RECORDS FOR PROCESSING section start

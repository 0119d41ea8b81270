//! Wire messages for commitment gossip and reorg notifications

use borsh::{BorshDeserialize, BorshSerialize};
use serde::{Deserialize, Serialize};

use crate::commitment::{RawTxList, SignedCommitment};

/// Messages exchanged on the commitment gossip network.
/// Delivery is at-least-once and unordered; duplicates and stale messages
/// are rejected downstream by the parent-hash check, not here.
#[derive(Debug, Clone, BorshSerialize, BorshDeserialize, Serialize, Deserialize)]
pub enum GossipMessage {
    /// A signed commitment together with the raw transaction list it names
    Commitment {
        commitment: SignedCommitment,
        tx_list: RawTxList,
    },

    /// Keep-alive carrying the publisher's current head block number
    Heartbeat { block_number: u64 },

    /// Peer acknowledging its verified head back to the publisher
    HeadStatus { block_number: u64 },
}

impl GossipMessage {
    pub fn to_bytes(&self) -> Vec<u8> {
        borsh::to_vec(self).expect("GossipMessage serialization should not fail")
    }

    pub fn from_bytes(data: &[u8]) -> Result<Self, borsh::io::Error> {
        borsh::from_slice(data)
    }
}

/// Notification that a set of L1 anchor blocks was invalidated by a reorg.
/// Consumed by the reorg reconciler through the same serialized application
/// discipline as ordinary commitments.
#[derive(Debug, Clone, BorshSerialize, BorshDeserialize, Serialize, Deserialize)]
pub struct ReorgNotification {
    /// Anchor block numbers whose hashes are no longer canonical
    pub invalidated_anchors: Vec<u64>,
}

#[cfg(test)]
mod tests {
    use super::*;

    #[test]
    fn gossip_message_roundtrip() {
        let msg = GossipMessage::Heartbeat { block_number: 42 };
        let decoded = GossipMessage::from_bytes(&msg.to_bytes()).unwrap();
        match decoded {
            GossipMessage::Heartbeat { block_number } => assert_eq!(block_number, 42),
            other => panic!("unexpected message: {other:?}"),
        }
    }
}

RECORDS FOR PROCESSING section end

THE PROBLEM »
One number only, please: the count of lines in the material holding the word "RawTxList".

ANSWER SECTION »
2